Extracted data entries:

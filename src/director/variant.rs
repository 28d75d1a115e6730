//! Animation variant selection for the breakthrough cinematic.

use std::collections::HashMap;

use serde::{Deserialize, Serialize};

use crate::session::{Entity, EntityType};

/// Device rendering capability supplied by the host.
#[derive(Debug, Clone, Copy, PartialEq, Eq, PartialOrd, Ord, Serialize, Deserialize)]
#[serde(rename_all = "snake_case")]
pub enum QualityTier {
    Low,
    Mid,
    High,
}

impl QualityTier {
    /// Convert to string representation.
    pub fn as_str(&self) -> &'static str {
        match self {
            QualityTier::Low => "low",
            QualityTier::Mid => "mid",
            QualityTier::High => "high",
        }
    }

    /// Rough tier from a device class and GPU tier (0-3).
    pub fn detect(is_mobile: bool, gpu_tier: u8) -> Self {
        match (is_mobile, gpu_tier) {
            (_, 0) | (true, 1) => QualityTier::Low,
            (false, 1) | (true, 2) => QualityTier::Mid,
            (true, _) => QualityTier::Mid,
            (false, _) => QualityTier::High,
        }
    }
}

impl std::fmt::Display for QualityTier {
    fn fmt(&self, f: &mut std::fmt::Formatter<'_>) -> std::fmt::Result {
        write!(f, "{}", self.as_str())
    }
}

impl std::str::FromStr for QualityTier {
    type Err = String;

    fn from_str(s: &str) -> Result<Self, Self::Err> {
        match s.to_lowercase().as_str() {
            "low" => Ok(QualityTier::Low),
            "mid" | "medium" => Ok(QualityTier::Mid),
            "high" => Ok(QualityTier::High),
            _ => Err(format!("Unknown quality tier: {}", s)),
        }
    }
}

/// Base cinematic sequence.
#[derive(Debug, Clone, Copy, PartialEq, Eq, Serialize, Deserialize)]
#[serde(rename_all = "snake_case")]
pub enum Sequence {
    Shatter,
    Bloom,
    Converge,
    Ignite,
    Unravel,
}

impl Sequence {
    /// Convert to string representation.
    pub fn as_str(&self) -> &'static str {
        match self {
            Sequence::Shatter => "shatter",
            Sequence::Bloom => "bloom",
            Sequence::Converge => "converge",
            Sequence::Ignite => "ignite",
            Sequence::Unravel => "unravel",
        }
    }

    /// Sequence for a breakthrough-type hint, `None` if unrecognized.
    pub fn from_hint(hint: &str) -> Option<Self> {
        match hint.to_lowercase().as_str() {
            "rupture" | "shatter" => Some(Sequence::Shatter),
            "release" | "bloom" => Some(Sequence::Bloom),
            "clarity" | "converge" => Some(Sequence::Converge),
            "action" | "ignite" => Some(Sequence::Ignite),
            "reframe" | "unravel" => Some(Sequence::Unravel),
            _ => None,
        }
    }

    fn for_entity_type(entity_type: EntityType) -> Self {
        match entity_type {
            EntityType::Problem | EntityType::Friction => Sequence::Shatter,
            EntityType::Emotion => Sequence::Bloom,
            EntityType::Value => Sequence::Converge,
            EntityType::Action => Sequence::Ignite,
            EntityType::Grease => Sequence::Unravel,
        }
    }
}

/// Concrete configuration the renderer plays.
#[derive(Debug, Clone, PartialEq, Serialize, Deserialize)]
pub struct AnimationVariant {
    pub id: String,
    pub sequence: Sequence,
    pub palette: String,
    pub particle_count: u32,
    /// 0.0 disables bloom
    pub bloom_intensity: f64,
    pub camera_motion: bool,
    pub duration_ms: u64,
}

/// Inputs to variant selection.
#[derive(Debug, Clone, Default)]
pub struct VariantRequest {
    pub entities: Vec<Entity>,
    pub breakthrough_type: Option<String>,
    pub quality_tier: Option<QualityTier>,
    pub reduced_motion: bool,
    pub safe_mode: bool,
}

/// Why a variant could not be selected.
#[derive(Debug, Clone, PartialEq, thiserror::Error)]
pub enum VariantError {
    #[error("unknown breakthrough type '{0}'")]
    UnknownBreakthroughType(String),

    #[error("{0}")]
    Other(String),
}

/// Picks the cinematic for a breakthrough.
#[cfg_attr(test, mockall::automock)]
pub trait VariantSelector: Send + Sync {
    fn select(&self, request: &VariantRequest) -> Result<AnimationVariant, VariantError>;
}

/// Built-in selector: base sequence from the dominant entity type (or the
/// hint), palette from average valence, budget from tier and motion settings.
#[derive(Debug, Clone, Default)]
pub struct MutationSelector;

const BASE_DURATION_MS: u64 = 6000;
const REDUCED_DURATION_MS: u64 = 3000;

fn dominant_type(entities: &[Entity]) -> Option<EntityType> {
    let mut counts: HashMap<EntityType, usize> = HashMap::new();
    for entity in entities {
        *counts.entry(entity.entity_type).or_insert(0) += 1;
    }
    // First-seen wins ties so selection is deterministic
    entities
        .iter()
        .map(|e| e.entity_type)
        .fold(None, |best: Option<EntityType>, t| match best {
            Some(b) if counts[&b] >= counts[&t] => Some(b),
            _ => Some(t),
        })
}

fn palette_for(entities: &[Entity]) -> &'static str {
    if entities.is_empty() {
        return "tide";
    }
    let average = entities.iter().map(|e| e.valence).sum::<f64>() / entities.len() as f64;
    if average < -0.3 {
        "ember"
    } else if average > 0.3 {
        "dawn"
    } else {
        "tide"
    }
}

impl VariantSelector for MutationSelector {
    fn select(&self, request: &VariantRequest) -> Result<AnimationVariant, VariantError> {
        let sequence = match request.breakthrough_type.as_deref() {
            Some(hint) => Sequence::from_hint(hint)
                .ok_or_else(|| VariantError::UnknownBreakthroughType(hint.to_string()))?,
            None => dominant_type(&request.entities)
                .map(Sequence::for_entity_type)
                .unwrap_or(Sequence::Converge),
        };

        let tier = if request.safe_mode {
            QualityTier::Low
        } else {
            request.quality_tier.unwrap_or(QualityTier::Mid)
        };

        let (mut particle_count, bloom_intensity) = match tier {
            QualityTier::Low => (400, 0.0),
            QualityTier::Mid => (1500, 0.6),
            QualityTier::High => (4000, 1.0),
        };
        if request.reduced_motion {
            particle_count /= 4;
        }

        let palette = palette_for(&request.entities);

        Ok(AnimationVariant {
            id: format!("{}-{}-{}", sequence.as_str(), palette, tier.as_str()),
            sequence,
            palette: palette.to_string(),
            particle_count,
            bloom_intensity,
            camera_motion: !request.reduced_motion,
            duration_ms: if request.reduced_motion {
                REDUCED_DURATION_MS
            } else {
                BASE_DURATION_MS
            },
        })
    }
}

#[cfg(test)]
mod tests {
    use super::*;

    fn entity(entity_type: EntityType, valence: f64) -> Entity {
        Entity::new(entity_type, "x", valence)
    }

    #[test]
    fn test_dominant_entity_type_picks_sequence() {
        let request = VariantRequest {
            entities: vec![
                entity(EntityType::Emotion, -0.8),
                entity(EntityType::Emotion, -0.6),
                entity(EntityType::Value, 0.2),
            ],
            quality_tier: Some(QualityTier::High),
            ..Default::default()
        };
        let variant = MutationSelector.select(&request).unwrap();
        assert_eq!(variant.sequence, Sequence::Bloom);
        assert_eq!(variant.palette, "ember");
        assert_eq!(variant.particle_count, 4000);
        assert_eq!(variant.id, "bloom-ember-high");
    }

    #[test]
    fn test_hint_overrides_entities() {
        let request = VariantRequest {
            entities: vec![entity(EntityType::Emotion, 0.5)],
            breakthrough_type: Some("reframe".to_string()),
            ..Default::default()
        };
        assert_eq!(
            MutationSelector.select(&request).unwrap().sequence,
            Sequence::Unravel
        );
    }

    #[test]
    fn test_unknown_hint_is_an_error() {
        let request = VariantRequest {
            breakthrough_type: Some("teleport".to_string()),
            ..Default::default()
        };
        assert_eq!(
            MutationSelector.select(&request),
            Err(VariantError::UnknownBreakthroughType("teleport".to_string()))
        );
    }

    #[test]
    fn test_no_entities_defaults_to_converge() {
        let variant = MutationSelector.select(&VariantRequest::default()).unwrap();
        assert_eq!(variant.sequence, Sequence::Converge);
        assert_eq!(variant.palette, "tide");
    }

    #[test]
    fn test_safe_mode_and_reduced_motion_shrink_budget() {
        let request = VariantRequest {
            quality_tier: Some(QualityTier::High),
            safe_mode: true,
            reduced_motion: true,
            ..Default::default()
        };
        let variant = MutationSelector.select(&request).unwrap();
        assert_eq!(variant.particle_count, 100);
        assert_eq!(variant.bloom_intensity, 0.0);
        assert!(!variant.camera_motion);
        assert_eq!(variant.duration_ms, 3000);
    }

    #[test]
    fn test_tie_goes_to_first_seen() {
        let entities = vec![
            entity(EntityType::Action, 0.0),
            entity(EntityType::Problem, 0.0),
        ];
        assert_eq!(dominant_type(&entities), Some(EntityType::Action));
    }

    #[test]
    fn test_tier_detection() {
        assert_eq!(QualityTier::detect(true, 1), QualityTier::Low);
        assert_eq!(QualityTier::detect(false, 0), QualityTier::Low);
        assert_eq!(QualityTier::detect(true, 3), QualityTier::Mid);
        assert_eq!(QualityTier::detect(false, 3), QualityTier::High);
        assert_eq!("medium".parse::<QualityTier>().unwrap(), QualityTier::Mid);
    }
}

Task requirements
Whenever a line above contains "Serialize", copy that line.

Reply to the exercise
use serde::{Deserialize, Serialize};
#[derive(Debug, Clone, Copy, PartialEq, Eq, PartialOrd, Ord, Serialize, Deserialize)]
#[derive(Debug, Clone, Copy, PartialEq, Eq, Serialize, Deserialize)]
#[derive(Debug, Clone, PartialEq, Serialize, Deserialize)]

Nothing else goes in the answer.